I have noticed when I reload the page, and call the loginWithRedirect function I am not redirected to the Universal Login page, instead there are two token calls (POST and OPTIONS). The POST call response has the following details, should I somehow capture this and saving them to reuse them to login?

access_token: "VALUE"
expires_in: 86400
id_token: "VALUE"
scope: "openid profile email"
token_type: "Bearer"

As an experiment, I downloaded the react sample on the "Quick Start" section of an application in the Auth0 dashboard to see if the behaviour was replicated there. And it was.

I had the impression that the Auth0Provider should be handling the silent authentication automagically, is this not the case?

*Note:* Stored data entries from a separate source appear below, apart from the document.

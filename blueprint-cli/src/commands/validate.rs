//! `blueprint validate`: load one manifest and parse all of its templates.

use std::path::PathBuf;

use anyhow::{Context, Result};
use clap::Args;
use colored::Colorize;

use blueprint_core::load_manifest;
use blueprint_generate::check_templates;

/// Arguments for `blueprint validate`.
#[derive(Args, Debug)]
pub struct ValidateArgs {
    /// Blueprint directory or manifest file.
    pub path: PathBuf,
}

impl ValidateArgs {
    pub fn run(self) -> Result<()> {
        let manifest = load_manifest(&self.path)
            .with_context(|| format!("invalid blueprint at {}", self.path.display()))?;
        check_templates(&manifest)
            .with_context(|| format!("invalid template in blueprint '{}'", manifest.id))?;

        println!(
            "{} '{}' is valid ({} variables, {} files, {} dependencies, {} post-hooks)",
            "✓".green(),
            manifest.id,
            manifest.variables.len(),
            manifest.files.len(),
            manifest.dependencies.len(),
            manifest.post_hooks.len()
        );
        Ok(())
    }
}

There are not many options to use with auth0-react npm package, so I am not sure what to try next. The only available functions are:

getAccessTokenSilently: ƒ (opts)
getAccessTokenWithPopup: ƒ (opts)
getIdTokenClaims: ƒ (opts)
isAuthenticated: false
isLoading: true
loginWithPopup: ƒ (opts)
loginWithRedirect: ƒ (opts)

If this isn't possible, it looks like I might have to migrate to the @auth0/auth0-spa-js SDK.

Answer 1

The issue was that Brave and Safari both use Intelligent Tracking Prevention (ITP), which was preventing the silent authentication from working.

The solution that worked for me was to enable rotating refresh tokens (via the Auth0 dashboard) and providing additional props to the Auth0 provider.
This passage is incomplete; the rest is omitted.